Si tratta di bene rientrante, per la funzione necessaria all’uso collettivo, tra le cose comuni

Le coperture condominiali, indipendentemente dalla loro conformazione (che siano spioventi, a falde, orizzontali o miste), rientrano generalmente tra i beni comuni secondo quanto stabilito dall’articolo 1117 del Codice Civile. Pertanto, la loro manutenzione e conservazione richiedono la partecipazione economica di tutti i condòmini, come disposto dall’articolo 1123, comma 1, del Codice Civile. Nel caso in cui l’edificio presenti diverse falde o lastrici solari che appaiono separati, sarà necessario valutare concretamente la possibilità di ripartire le spese in base alla normativa applicabile. In particolare, si potrà fare riferimento all’articolo 1123 del Codice Civile per suddividere i costi tra coloro che traggono beneficio dalla copertura o, alternativamente, all’articolo 1126 del Codice Civile se si tratta di un lastrico solare ad uso esclusivo.

 

I fatti

Nel caso esaminato dal Tribunale di Catania (sentenza n. 4305/2025), un condomino aveva impugnato una delibera assembleare che stabiliva la ripartizione delle spese per la manutenzione del tetto. Il tetto era composto da tre diverse falde e un lastrico solare ad uso esclusivo e apparentemente separato. L’assemblea aveva deciso di suddividere i costi in parti uguali tra le proprietà situate direttamente al di sotto, secondo quanto previsto dall’articolo 1123 del Codice Civile, e di applicare i criteri dell’articolo 1126 del Codice Civile per i lavori relativi al lastrico solare, di proprietà esclusiva di un singolo condomino.

 

La ripartizione veniva contestata perché ritenuta contraria ai criteri legali stabiliti dall’articolo 1123, comma 1, del Codice Civile. Il condomino richiedeva pertanto l’annullamento della delibera adottata a maggioranza. Dopo che la domanda era stata rigettata in primo grado, il condomino presentava appello davanti al Tribunale, che accoglieva il ricorso, annullando la delibera impugnata.

 

Riparto spese conservazione tetto

Il Giudice richiama il principio secondo cui, in materia di conservazione del tetto di un edificio condominiale, le spese relative devono essere ripartite tra tutti i condòmini in proporzione al valore delle loro proprietà esclusive, come previsto dalla prima parte dell’articolo 1123 del Codice Civile. Questo perché il tetto rientra tra i beni comuni, essendo destinato a un’utilità collettiva, in quanto protegge l’edificio condominiale dagli agenti atmosferici e dalle infiltrazioni d’acqua piovana.
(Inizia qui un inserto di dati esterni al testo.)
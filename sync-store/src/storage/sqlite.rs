//! SQLite storage backend for sync-store.

use super::{CleanupSummary, CommentWrite, MirrorStorage, RepoStatus, WriteMode};
use crate::error::{StorageResult, StoreError};
use async_trait::async_trait;
use chrono::{DateTime, Utc};
use sqlx::sqlite::{SqliteConnectOptions, SqlitePool, SqlitePoolOptions};
use sqlx::{Sqlite, Transaction};
use std::path::Path;
use std::str::FromStr;
use sync_types::{Comment, CommentId, Issue, IssueId, RepoScope};

/// SQLite-based mirror storage.
///
/// Uses WAL mode so the query surface can read while a cycle writes.
#[derive(Clone)]
pub struct SqliteStorage {
    pool: SqlitePool,
}

impl SqliteStorage {
    /// Open (or create) the database file at `path`.
    pub async fn new(path: &Path) -> StorageResult<Self> {
        let options = SqliteConnectOptions::new()
            .filename(path)
            .create_if_missing(true)
            .foreign_keys(true)
            .journal_mode(sqlx::sqlite::SqliteJournalMode::Wal)
            .synchronous(sqlx::sqlite::SqliteSynchronous::Normal)
            .busy_timeout(std::time::Duration::from_secs(5));

        let pool = SqlitePoolOptions::new()
            .max_connections(10)
            .connect_with(options)
            .await?;

        let storage = Self { pool };
        storage.create_tables().await?;
        tracing::debug!(path = %path.display(), "Mirror store opened");
        Ok(storage)
    }

    /// Create an in-memory SQLite storage (for testing).
    pub async fn in_memory() -> StorageResult<Self> {
        let options = SqliteConnectOptions::from_str(":memory:")?.foreign_keys(true);

        // A single connection that is never recycled: closing it would drop
        // the whole in-memory database.
        let pool = SqlitePoolOptions::new()
            .max_connections(1)
            .idle_timeout(None)
            .max_lifetime(None)
            .connect_with(options)
            .await?;

        let storage = Self { pool };
        storage.create_tables().await?;
        Ok(storage)
    }

    /// Create the mirror tables if missing. There is no versioned migration.
    async fn create_tables(&self) -> StorageResult<()> {
        sqlx::query(
            r#"
            CREATE TABLE IF NOT EXISTS issues (
                id INTEGER PRIMARY KEY,
                repository TEXT NOT NULL,
                number INTEGER NOT NULL,
                title TEXT NOT NULL,
                body TEXT NOT NULL,
                state TEXT NOT NULL,
                labels TEXT NOT NULL DEFAULT '[]',
                assignee TEXT,
                author TEXT NOT NULL,
                comment_count INTEGER NOT NULL DEFAULT 0,
                created_at INTEGER NOT NULL,
                updated_at INTEGER NOT NULL,
                closed_at INTEGER,
                is_pull_request INTEGER NOT NULL DEFAULT 0,
                UNIQUE(repository, number)
            )
            "#,
        )
        .execute(&self.pool)
        .await?;

        sqlx::query(
            r#"
            CREATE TABLE IF NOT EXISTS comments (
                id INTEGER PRIMARY KEY,
                issue_id INTEGER NOT NULL REFERENCES issues(id),
                repository TEXT NOT NULL,
                body TEXT NOT NULL,
                author TEXT NOT NULL,
                created_at INTEGER NOT NULL,
                updated_at INTEGER NOT NULL
            )
            "#,
        )
        .execute(&self.pool)
        .await?;

        sqlx::query(
            r#"
            CREATE TABLE IF NOT EXISTS repo_sync_state (
                repository TEXT PRIMARY KEY,
                last_issue_sync INTEGER NOT NULL
            )
            "#,
        )
        .execute(&self.pool)
        .await?;

        sqlx::query(
            r#"
            CREATE TABLE IF NOT EXISTS comment_sync_state (
                issue_id INTEGER PRIMARY KEY,
                repository TEXT NOT NULL,
                last_comment_sync INTEGER NOT NULL
            )
            "#,
        )
        .execute(&self.pool)
        .await?;

        // Create indexes
        sqlx::query(
            "CREATE INDEX IF NOT EXISTS idx_issues_repo_updated ON issues(repository, updated_at)",
        )
        .execute(&self.pool)
        .await?;

        sqlx::query(
            "CREATE INDEX IF NOT EXISTS idx_comments_issue_created ON comments(issue_id, created_at)",
        )
        .execute(&self.pool)
        .await?;

        sqlx::query(
            "CREATE INDEX IF NOT EXISTS idx_comments_repo_updated ON comments(repository, updated_at)",
        )
        .execute(&self.pool)
        .await?;

        sqlx::query(
            "CREATE INDEX IF NOT EXISTS idx_comment_sync_repo ON comment_sync_state(repository)",
        )
        .execute(&self.pool)
        .await?;

        Ok(())
    }

    async fn upsert_issue(tx: &mut Transaction<'_, Sqlite>, issue: &Issue) -> StorageResult<()> {
        let labels = serde_json::to_string(&issue.labels)?;

        sqlx::query(
            r#"
            INSERT INTO issues (
                id, repository, number, title, body, state, labels, assignee, author,
                comment_count, created_at, updated_at, closed_at, is_pull_request
            )
            VALUES (?1, ?2, ?3, ?4, ?5, ?6, ?7, ?8, ?9, ?10, ?11, ?12, ?13, ?14)
            ON CONFLICT(id) DO UPDATE SET
                repository = excluded.repository,
                number = excluded.number,
                title = excluded.title,
                body = excluded.body,
                state = excluded.state,
                labels = excluded.labels,
                assignee = excluded.assignee,
                author = excluded.author,
                comment_count = excluded.comment_count,
                created_at = excluded.created_at,
                updated_at = excluded.updated_at,
                closed_at = excluded.closed_at,
                is_pull_request = excluded.is_pull_request
            "#,
        )
        .bind(issue.id.value())
        .bind(issue.repository.as_str())
        .bind(issue.number)
        .bind(&issue.title)
        .bind(&issue.body)
        .bind(&issue.state)
        .bind(labels)
        .bind(issue.assignee.as_deref())
        .bind(&issue.author)
        .bind(i64::from(issue.comment_count))
        .bind(issue.created_at.timestamp_millis())
        .bind(issue.updated_at.timestamp_millis())
        .bind(issue.closed_at.map(|at| at.timestamp_millis()))
        .bind(issue.is_pull_request)
        .execute(&mut **tx)
        .await?;

        Ok(())
    }

    async fn upsert_comment(
        tx: &mut Transaction<'_, Sqlite>,
        comment: &Comment,
    ) -> StorageResult<()> {
        sqlx::query(
            r#"
            INSERT INTO comments (id, issue_id, repository, body, author, created_at, updated_at)
            VALUES (?1, ?2, ?3, ?4, ?5, ?6, ?7)
            ON CONFLICT(id) DO UPDATE SET
                issue_id = excluded.issue_id,
                repository = excluded.repository,
                body = excluded.body,
                author = excluded.author,
                created_at = excluded.created_at,
                updated_at = excluded.updated_at
            "#,
        )
        .bind(comment.id.value())
        .bind(comment.issue_id.value())
        .bind(comment.repository.as_str())
        .bind(&comment.body)
        .bind(&comment.author)
        .bind(comment.created_at.timestamp_millis())
        .bind(comment.updated_at.timestamp_millis())
        .execute(&mut **tx)
        .await?;

        Ok(())
    }
}
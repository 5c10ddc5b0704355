//! Runtime context shared by every command.
//!
//! Resolves the configuration file and the database path against the data
//! directory, opens the mirror store and builds engines.

use anyhow::{Context, Result};
use std::path::{Path, PathBuf};
use std::sync::Arc;
use sync_engine::{Config, EngineOptions, HttpRemote, RemoteSource, SyncEngine};
use sync_store::SqliteStorage;
use sync_types::RepoScope;

/// Config file looked up in the data directory when `--config` is absent.
pub const CONFIG_FILE: &str = "issue-sync.toml";

/// Bootstrap attempts for one-shot commands when the configured policy
/// retries forever.
pub const ONE_SHOT_ATTEMPTS: u32 = 5;

/// Loaded configuration plus an open store.
pub struct AppContext {
    config: Config,
    data_dir: PathBuf,
    store: Arc<SqliteStorage>,
}

impl AppContext {
    /// Load the configuration and open the database.
    ///
    /// An explicit `config_path` must exist; otherwise `<data_dir>/issue-sync.toml`
    /// is used when present, and defaults when not.
    pub async fn load(config_path: Option<&Path>, data_dir: &Path) -> Result<Self> {
        let config = match config_path {
            Some(path) => Config::from_file(path)?,
            None => {
                let default_path = data_dir.join(CONFIG_FILE);
                if default_path.exists() {
                    Config::from_file(&default_path)?
                } else {
                    tracing::debug!("No config file at {}, using defaults", default_path.display());
                    Config::default()
                }
            }
        };
        Self::open(config, data_dir).await
    }

    /// Open the database described by an already loaded configuration.
    pub async fn open(config: Config, data_dir: &Path) -> Result<Self> {
        let path = resolve(data_dir, &config.storage.database);
        let store = SqliteStorage::new(&path)
            .await
            .with_context(|| format!("Failed to open database {}", path.display()))?;
        tracing::debug!("Opened mirror at {}", path.display());

        Ok(Self {
            config,
            data_dir: data_dir.to_path_buf(),
            store: Arc::new(store),
        })
    }

    /// The loaded configuration.
    pub fn config(&self) -> &Config {
        &self.config
    }

    /// Absolute (or data-dir relative) path of the database file.
    pub fn database_path(&self) -> PathBuf {
        resolve(&self.data_dir, &self.config.storage.database)
    }

    /// Shared handle to the mirror store.
    pub fn store(&self) -> Arc<SqliteStorage> {
        Arc::clone(&self.store)
    }

    /// Parse one `owner/name` argument.
    pub fn repository(&self, name: &str) -> Result<RepoScope> {
        RepoScope::parse(name).with_context(|| format!("Invalid repository {name:?}"))
    }

    /// Repositories named on the command line, or the configured ones.
    pub fn repositories(&self, explicit: &[String]) -> Result<Vec<RepoScope>> {
        let scopes = if explicit.is_empty() {
            self.config.repositories()?
        } else {
            explicit
                .iter()
                .map(|name| self.repository(name))
                .collect::<Result<Vec<_>>>()?
        };
        if scopes.is_empty() {
            anyhow::bail!("No repositories given and sync.repositories is empty");
        }
        Ok(scopes)
    }

    /// HTTP client for the configured tracker.
    pub fn http_remote(&self, token: Option<String>) -> Result<Arc<HttpRemote>> {
        let token = self.config.token(token)?;
        let remote = HttpRemote::new(&self.config.remote, &token)
            .context("Failed to build HTTP client")?;
        Ok(Arc::new(remote))
    }

    /// Engine for a long-running schedule, with the configured retry policy.
    pub fn engine<R: RemoteSource + 'static>(
        &self,
        scope: RepoScope,
        remote: Arc<R>,
    ) -> SyncEngine<R> {
        SyncEngine::new(
            scope,
            remote,
            self.store.clone(),
            EngineOptions::from_config(&self.config),
        )
    }

    /// Engine for a one-shot command; an unlimited retry policy is capped.
    pub fn one_shot_engine<R: RemoteSource + 'static>(
        &self,
        scope: RepoScope,
        remote: Arc<R>,
    ) -> SyncEngine<R> {
        let mut options = EngineOptions::from_config(&self.config);
        if options.bootstrap.is_unlimited() {
            options.bootstrap.max_attempts = ONE_SHOT_ATTEMPTS;
        }
        SyncEngine::new(scope, remote, self.store.clone(), options)
    }
}

fn resolve(data_dir: &Path, path: &Path) -> PathBuf {
    if path.is_absolute() {
        path.to_path_buf()
    } else {
        data_dir.join(path)
    }
}
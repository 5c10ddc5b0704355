//! Remote tracker abstraction for issue-sync.
//!
//! The engine only needs two capabilities from the tracker:
//! - `validate()` checks that the credential is accepted
//! - `fetch_page()` returns one page of JSON records for an endpoint
//!
//! Pagination, decoding and validation of the records are done by the
//! [`Fetcher`](crate::fetcher::Fetcher), so implementations stay thin.
//!
//! # Example
//!
//! ```ignore
//! let remote = MockRemote::new();
//! remote.push_page(Endpoint::issues(&scope), vec![issue_json]);
//! let page = remote.fetch_page(&Endpoint::issues(&scope), &params).await?;
//! ```

mod http;
mod mock;

pub use http::HttpRemote;
pub use mock::MockRemote;

use async_trait::async_trait;
use std::fmt;
use sync_types::RepoScope;
use thiserror::Error;

/// A listable collection on the remote.
#[derive(Debug, Clone, PartialEq, Eq, Hash)]
pub enum Endpoint {
    /// Every issue (and pull request) of a repository.
    Issues {
        /// Repository listed.
        repository: RepoScope,
    },
    /// The comment thread of one issue.
    IssueComments {
        /// Repository of the issue.
        repository: RepoScope,
        /// Issue number.
        number: i64,
    },
}

impl Endpoint {
    /// Issues endpoint of a repository.
    pub fn issues(repository: &RepoScope) -> Self {
        Self::Issues {
            repository: repository.clone(),
        }
    }

    /// Comments endpoint of an issue.
    pub fn comments(repository: &RepoScope, number: i64) -> Self {
        Self::IssueComments {
            repository: repository.clone(),
            number,
        }
    }

    /// Path below the API base URL.
    pub fn path(&self) -> String {
        match self {
            Self::Issues { repository } => {
                format!("/repos/{}/{}/issues", repository.owner(), repository.name())
            }
            Self::IssueComments { repository, number } => format!(
                "/repos/{}/{}/issues/{}/comments",
                repository.owner(),
                repository.name(),
                number
            ),
        }
    }
}

impl fmt::Display for Endpoint {
    fn fmt(&self, f: &mut fmt::Formatter<'_>) -> fmt::Result {
        f.write_str(&self.path())
    }
}

/// Remote errors.
#[derive(Debug, Error)]
pub enum RemoteError {
    /// The remote answered with a non-success status.
    #[error("remote returned HTTP {status}: {body}")]
    Status {
        /// HTTP status code.
        status: u16,
        /// Parsed JSON body, or the raw text as a JSON string.
        body: serde_json::Value,
    },

    /// The request never got a response (connect, timeout, TLS, ...).
    #[error("transport failed: {0}")]
    Transport(String),

    /// The response was not the expected shape.
    #[error("invalid response: {0}")]
    Validation(String),

    /// Pages kept coming past the configured limit.
    #[error("{endpoint} still returned records after {pages} pages")]
    PageLimit {
        /// Endpoint being walked.
        endpoint: String,
        /// Pages fetched.
        pages: u32,
    },
}

impl RemoteError {
    /// Transport failures, rate limiting (429) and server errors (5xx) may
    /// succeed on a later attempt. Everything else needs a human.
    pub fn is_retryable(&self) -> bool {
        match self {
            Self::Transport(_) => true,
            Self::Status { status, .. } => *status == 429 || (500..600).contains(status),
            Self::Validation(_) | Self::PageLimit { .. } => false,
        }
    }
}

/// Source of issue and comment pages.
///
/// Implementations handle the underlying connection mechanism
/// (HTTPS via reqwest, scripted pages for tests).
#[async_trait]
pub trait RemoteSource: Send + Sync {
    /// Lightweight authenticated probe; fails when the credential is rejected.
    async fn validate(&self) -> Result<(), RemoteError>;

    /// Fetch one page of `endpoint` with the given query parameters.
    ///
    /// Returns the page's records as raw JSON objects.
    async fn fetch_page(
        &self,
        endpoint: &Endpoint,
        params: &[(String, String)],
    ) -> Result<Vec<serde_json::Value>, RemoteError>;
}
Non può invece essere considerato un bene utilizzabile in maniera diversa dai singoli condòmini o destinato al godimento esclusivo di alcuni e non di altri, ai sensi dei commi 2 e 3 dello stesso articolo (Cassazione 24927/2019). Nel caso specifico, i lavori di manutenzione deliberati dall’assemblea riguardavano una porzione del tetto apparentemente separata dalle altre falde e coperture. Tuttavia, la consulenza tecnica d’ufficio (CTU) aveva evidenziato una connessione funzionale nel sistema di deflusso delle acque, collegato a pluviali che servivano una o più falde, rendendo impossibile distinguere in modo netto, per singola porzione, i benefici che ciascun bene avrebbe potuto trarre in misura diversa.

 

Conclusioni

Questo escludeva l’applicazione delle disposizioni contenute nell’articolo 1126 e nell’articolo 1123, comma 3, del Codice Civile. Tali norme presuppongono una chiara separazione tra i corpi di fabbrica, mentre la connessione strutturale e funzionale tra di essi giustificava invece l’applicazione dell’articolo 1123, comma 1, dello stesso Codice, che prevede la ripartizione delle spese tra tutti i condòmini. Di conseguenza, la delibera è stata annullata poiché il criterio di ripartizione delle spese era stato modificato a maggioranza invece che all’unanimità (Cassazione 27233/2013).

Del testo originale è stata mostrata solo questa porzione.